História da Contabilidade: O ano de 1972

O ano de 1972 na história da contabilidade brasileira é muito relevante. É o ano da auditoria externa e da padronização das demonstrações contábeis. É bem verdade que já estavam discutindo estas mudanças em 1971, mas a entrada em vigor foi atrasada em razão da complexidade, para época, da mudança (1).

Ambiente
O Brasil vivia uma fase de grande crescimento econômico e poucas liberdades políticas. Em 1971 o mercado de ações brasileiro cresceu substancialmente. O pequeno investidor começou a comprar ações e a bolsa brasileira chegou a ser a quarta maior do mundo (2). A queda da bolsa afastou o investidor e manteve o mercado de capitais estagnado.

Ao divulgar as resoluções, o Banco Central destacou ser um passo para aprimorar o mercado de capitais brasileiro, com maior acesso a informações, permitindo julgar as condições de risco (3). Ou seja, permitir a retomada de confiança no mercado de capitais.

O governo respondeu a crise do mercado com padronização dos balanços, auditoria externa e dinheiro. Mesmo assim, a desconfiança persistia. Um conhecido analista da época chegou a comentar (4):

“Enquanto os meios financeiros do mundo inteiro são unanimes em atestar o vigor e a pujança das finanças brasileiras, a Bolsa de Valores dos principais centros do nosso País, num verdadeiro contraste, mantem-se em baixa há quase um ano. Não é possível que os técnicos das mais variadas escolas e tendências estejam todos absolutamente errados e só os grandes corretores do Rio e São Paulo conheça a grande verdade que, o mundo inteiro é incapaz de vislumbrar”

Após a promulgação das medidas, estabeleceu-se um clima de confiança em algumas autoridades. O presidente do CRC-RS afirmou que as normas cortariam a “possibilidade de malabarismos na contabilidade das empresas.” (5)

Apesar da ditadura, ainda persistia um nacionalismo, inclusive com respeito a contabilidade. Num periódico, em 1972, chamava a atenção para o seguinte aspecto:

“é simplesmente inacreditável que grande número das maiores empresas do país continue prestigiando firmas de auditoria do exterior em detrimento das nossas. A Varig, apenas para citar um exemplo, é uma dessas empresas que tem sua auditoria entregue à firma estrangeira Grahlert & Axthelm S.C. (Sociedade Civil). Por que as associações e sindicatos de classe não se rebelam contra esse estado de coisas, por sinal, deprimente?” (6)
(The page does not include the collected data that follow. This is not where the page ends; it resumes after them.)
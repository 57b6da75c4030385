//! # Visage Index
//!
//! Durable storage for face embeddings keyed by identity, with cosine
//! nearest-neighbour search.
//!
//! ## Core Features
//!
//! - **Pluggable Backends**: storage goes through the [`IndexBackend`] trait.
//!   Out of the box there is an in-memory `HashMap` backend (tests, ephemeral
//!   use) and a Redb backend for a durable single-file store
//!   (`backend-redb` feature, on by default).
//! - **Owned handle**: an [`EmbeddingIndex`] owns its backend. There is no
//!   process-wide connection; open one with [`EmbeddingIndex::open`] and
//!   release it with [`EmbeddingIndex::close`] or by dropping it.
//! - **Cosine search**: vectors are L2-normalized on the way in and queried
//!   by cosine distance (`0` = same direction, `2` = opposite). Small
//!   collections are scanned exactly; large ones go through HNSW (see
//!   [`ann`]).
//! - **Read-your-writes**: a successful `insert` is visible to the very next
//!   `query`.
//!
//! ## Example Usage
//!
//! ```
//! use index::{BackendConfig, EmbeddingIndex, IndexConfig};
//! use serde_json::json;
//!
//! let cfg = IndexConfig::new()
//!     .with_dimension(3)
//!     .with_backend(BackendConfig::in_memory());
//! let index = EmbeddingIndex::open(cfg).unwrap();
//!
//! index
//!     .insert("person-1", &[1.0, 0.0, 0.0], json!({ "name": "Ada" }))
//!     .unwrap();
//!
//! let hits = index.query(&[0.9, 0.1, 0.0], 5).unwrap();
//! assert_eq!(hits[0].identity_key, "person-1");
//! assert!(hits[0].similarity() > 0.99);
//! ```

pub mod ann;
mod backend;
mod query;
pub mod vector;

use crate::ann::{AnnConfig, AnnIndex};
use std::sync::{RwLock, RwLockReadGuard, RwLockWriteGuard};
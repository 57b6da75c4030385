#![allow(dead_code)]

use std::sync::atomic::{AtomicBool, Ordering};
use std::sync::Arc;

use index::{BackendConfig, EmbeddingIndex, InMemoryBackend, IndexBackend, IndexConfig, IndexError};
use registry::{InMemoryRecordStore, PersonAttributes, PersonRecord, RecordStore, RecordStoreError};
use visage::config::MatcherYamlConfig;
use visage::{EmbeddingExtractor, ExtractError, Extraction, IdentityService};

pub const DIM: usize = 8;

/// Photo whose "face" embeds to `vector`.
pub fn photo(vector: &[f32]) -> Vec<u8> {
    let values: Vec<String> = vector.iter().map(|v| v.to_string()).collect();
    format!("face:{}", values.join(",")).into_bytes()
}

/// Photo of the unit axis `axis`, with optional weight on the next axis.
pub fn axis_photo(axis: usize, lean: f32) -> Vec<u8> {
    photo(&axis_vector(axis, lean))
}

pub fn axis_vector(axis: usize, lean: f32) -> Vec<f32> {
    let mut v = vec![0.0; DIM];
    v[axis % DIM] = 1.0;
    v[(axis + 1) % DIM] += lean;
    v
}

pub fn attributes(name: &str) -> PersonAttributes {
    PersonAttributes::new(name, 34, "female", "FR")
}

/// Model stand-in: `face:<comma separated floats>` embeds to those floats,
/// `blank` has no face and anything else fails to decode.
pub struct TextFaceExtractor;

impl EmbeddingExtractor for TextFaceExtractor {
    fn extract(&self, image: &[u8]) -> Result<Option<Extraction>, ExtractError> {
        let text = std::str::from_utf8(image).map_err(|e| ExtractError::Decode(e.to_string()))?;
        if text == "blank" {
            return Ok(None);
        }
        let Some(body) = text.strip_prefix("face:") else {
            return Err(ExtractError::Decode(format!("unrecognised image '{text}'")));
        };
        let vector = body
            .split(',')
            .map(|v| v.trim().parse::<f32>())
            .collect::<Result<Vec<_>, _>>()
            .map_err(|e| ExtractError::Decode(e.to_string()))?;
        Ok(Some(Extraction {
            vector,
            confidence: 0.98,
        }))
    }
}

/// Switches to make a backend call fail on demand.
#[derive(Default)]
pub struct Faults {
    pub fail_put: AtomicBool,
    pub fail_delete: AtomicBool,
    pub fail_clear: AtomicBool,
    pub fail_create: AtomicBool,
    pub fail_update: AtomicBool,
}

impl Faults {
    pub fn set(flag: &AtomicBool, on: bool) {
        flag.store(on, Ordering::SeqCst);
    }

    fn tripped(flag: &AtomicBool) -> bool {
        flag.load(Ordering::SeqCst)
    }
}

/// In-memory index backend whose writes can be made to fail.
pub struct FlakyBackend {
    inner: InMemoryBackend,
    faults: Arc<Faults>,
}

impl FlakyBackend {
    pub fn new(faults: Arc<Faults>) -> Self {
        Self {
            inner: InMemoryBackend::new(),
            faults,
        }
    }
}

impl IndexBackend for FlakyBackend {
    fn put(&self, key: &str, value: &[u8]) -> Result<bool, IndexError> {
        if Faults::tripped(&self.faults.fail_put) {
            return Err(IndexError::backend("injected put failure"));
        }
        self.inner.put(key, value)
    }

    fn put_if_absent(&self, key: &str, value: &[u8]) -> Result<bool, IndexError> {
        if Faults::tripped(&self.faults.fail_put) {
            return Err(IndexError::backend("injected put failure"));
        }
        self.inner.put_if_absent(key, value)
    }

    fn get(&self, key: &str) -> Result<Option<Vec<u8>>, IndexError> {
        self.inner.get(key)
    }

    fn delete(&self, key: &str) -> Result<bool, IndexError> {
        if Faults::tripped(&self.faults.fail_delete) {
            return Err(IndexError::backend("injected delete failure"));
        }
        self.inner.delete(key)
    }

    fn scan(
        &self,
        visitor: &mut dyn FnMut(&[u8]) -> Result<(), IndexError>,
    ) -> Result<(), IndexError> {
        self.inner.scan(visitor)
    }

    fn clear(&self) -> Result<(), IndexError> {
        if Faults::tripped(&self.faults.fail_clear) {
            return Err(IndexError::backend("injected clear failure"));
        }
        self.inner.clear()
    }
}

/// In-memory record store whose writes can be made to fail.
pub struct FlakyStore {
    inner: InMemoryRecordStore,
    faults: Arc<Faults>,
}

impl FlakyStore {
    pub fn new(faults: Arc<Faults>) -> Self {
        Self {
            inner: InMemoryRecordStore::new(),
            faults,
        }
    }
}

impl RecordStore for FlakyStore {
    fn get_by_id(&self, id: &str) -> Result<Option<PersonRecord>, RecordStoreError> {
        self.inner.get_by_id(id)
    }

    fn get_by_alias(&self, alias: &str) -> Result<Option<PersonRecord>, RecordStoreError> {
        self.inner.get_by_alias(alias)
    }

    fn create(&self, record: PersonRecord) -> Result<(), RecordStoreError> {
        if Faults::tripped(&self.faults.fail_create) {
            return Err(RecordStoreError::backend("injected create failure"));
        }
        self.inner.create(record)
    }

    fn update(&self, record: PersonRecord) -> Result<(), RecordStoreError> {
        if Faults::tripped(&self.faults.fail_update) {
            return Err(RecordStoreError::backend("injected update failure"));
        }
        self.inner.update(record)
    }

    fn delete(&self, id: &str) -> Result<bool, RecordStoreError> {
        if Faults::tripped(&self.faults.fail_delete) {
            return Err(RecordStoreError::backend("injected delete failure"));
        }
        self.inner.delete(id)
    }

    fn count(&self) -> Result<usize, RecordStoreError> {
        self.inner.count()
    }

    fn ids(&self) -> Result<Vec<String>, RecordStoreError> {
        self.inner.ids()
    }

    fn clear(&self) -> Result<(), RecordStoreError> {
        if Faults::tripped(&self.faults.fail_clear) {
            return Err(RecordStoreError::backend("injected clear failure"));
        }
        self.inner.clear()
    }
}

pub fn index_config() -> IndexConfig {
    IndexConfig::new()
        .with_dimension(DIM)
        .with_backend(BackendConfig::in_memory())
}

/// Service over in-memory stores with the given threshold.
pub fn service(threshold: f32) -> (IdentityService, Arc<EmbeddingIndex>, Arc<InMemoryRecordStore>) {
    let index = Arc::new(EmbeddingIndex::open(index_config()).expect("index"));
    let store = Arc::new(InMemoryRecordStore::new());
    let service = IdentityService::new(
        Arc::clone(&index),
        store.clone(),
        Arc::new(TextFaceExtractor),
        &MatcherYamlConfig::with_threshold(threshold),
    )
    .expect("service");
    (service, index, store)
}

/// Service whose index backend faults are driven by `index_faults` and
/// whose record store faults are driven by `store_faults`.
pub fn flaky_service(
    threshold: f32,
    index_faults: Arc<Faults>,
    store_faults: Arc<Faults>,
) -> (IdentityService, Arc<EmbeddingIndex>, Arc<FlakyStore>) {
    let backend = Box::new(FlakyBackend::new(index_faults));
    let index = Arc::new(EmbeddingIndex::with_backend(index_config(), backend).expect("index"));
    let store = Arc::new(FlakyStore::new(store_faults));
    let service = IdentityService::new(
        Arc::clone(&index),
        store.clone(),
        Arc::new(TextFaceExtractor),
        &MatcherYamlConfig::with_threshold(threshold),
    )
    .expect("service");
    (service, index, store)
}
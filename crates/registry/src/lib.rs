//! # Visage Registry
//!
//! The person record store that face matches are resolved against.
//!
//! Storage of person attributes is owned by the embedding application (a
//! relational database in most deployments). This crate defines the
//! [`RecordStore`] contract the rest of visage relies on, the
//! [`PersonRecord`] it exchanges, and an [`InMemoryRecordStore`] for tests
//! and single-process use.

mod store;
mod types;

pub use store::{InMemoryRecordStore, RecordStore};
pub use types::{PersonAttributes, PersonRecord, MAX_AGE};

use thiserror::Error;

/// Errors raised by a [`RecordStore`].
#[derive(Error, Debug, Clone, PartialEq)]
pub enum RecordStoreError {
    #[error("record not found: {0}")]
    NotFound(String),
    #[error("record already exists: {0}")]
    Conflict(String),
    #[error("invalid record: {0}")]
    Validation(String),
    #[error("record store unavailable: {0}")]
    Backend(String),
}

impl RecordStoreError {
    pub fn backend<E: std::fmt::Display>(err: E) -> Self {
        Self::Backend(err.to_string())
    }
}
Discutia-se também a reforma da lei das SA. Entre as propostas, a imposição de auditoria externa e relatórios trimestrais padronizados (7). Anunciava-se que as normas permitiriam o full disclosure das empresas (8).

Resoluções  do Conselho Federal de Contabilidade
A resolução 317, de 14 de janeiro de 1972, criou o Cadastro Especial de Auditores Independentes com os profissionais que trabalhavam na auditoria, assim como as empresas.  A resolução 321, de 14 de abril, aprova as “normas e procedimentos de auditoria”, que foram elaboradas pelo Instituto dos Auditores Independentes do Brasil (9). Este instituto foi criado a partir da junção do Instituto dos Contadores Públicos do Brasil e o Instituto Brasileiro de Auditores Independentes, um pouco antes deste período (10).

Normas da bolsa
No início de 1972 a Bolsa de Valores do Rio de Janeiro aprovou uma série de exigências para registro. É importante destacar que naquele ano  bolsa do Rio era a principal bolsa brasileira. Através da Resolução 72/72, a bolsa exigia serviço de auditoria externa, contratada com empresas registradas no Banco Central (11)

Resolução 220 do CMN
Esta norma trata da auditoria das informações contábeis para as empresas registradas no Banco Central. Trata também do registro de auditores independentes. As inovações da resolução foram as seguintes (12):

1. No  primeiro caso, a norma obriga a auditoria do Balanço Geral, da Demonstração do Resultado do Exercício, do Demonstrativo de Lucros e Perdas ou Prejuízos em Suspenso e das Notas Explicativas da Diretoria. Ocorre que a lei societária não fazia previsão da Demonstração do Resultado do Exercício, mas sim da informação de Lucros e Perdas. Assim como as Notas Explicativas é algo novo, apesar de existir desde o século XIX;
2. Para a auditoria, devem-se observar as “normas gerais de auditoria” e os “princípios e normas de contabilidade”. Isto também é uma novidade. Mas quais normas? Quais princípios? A resolução afirma que será baixada uma regulamentação posterior por parte do Banco Central.
3. Para o registro de auditores seria exigido que os sócios e responsáveis fossem bacharéis em ciências contábeis. Além disto, a resolução estabelecia a exigência de independência, listando algumas hipóteses sobre o assunto.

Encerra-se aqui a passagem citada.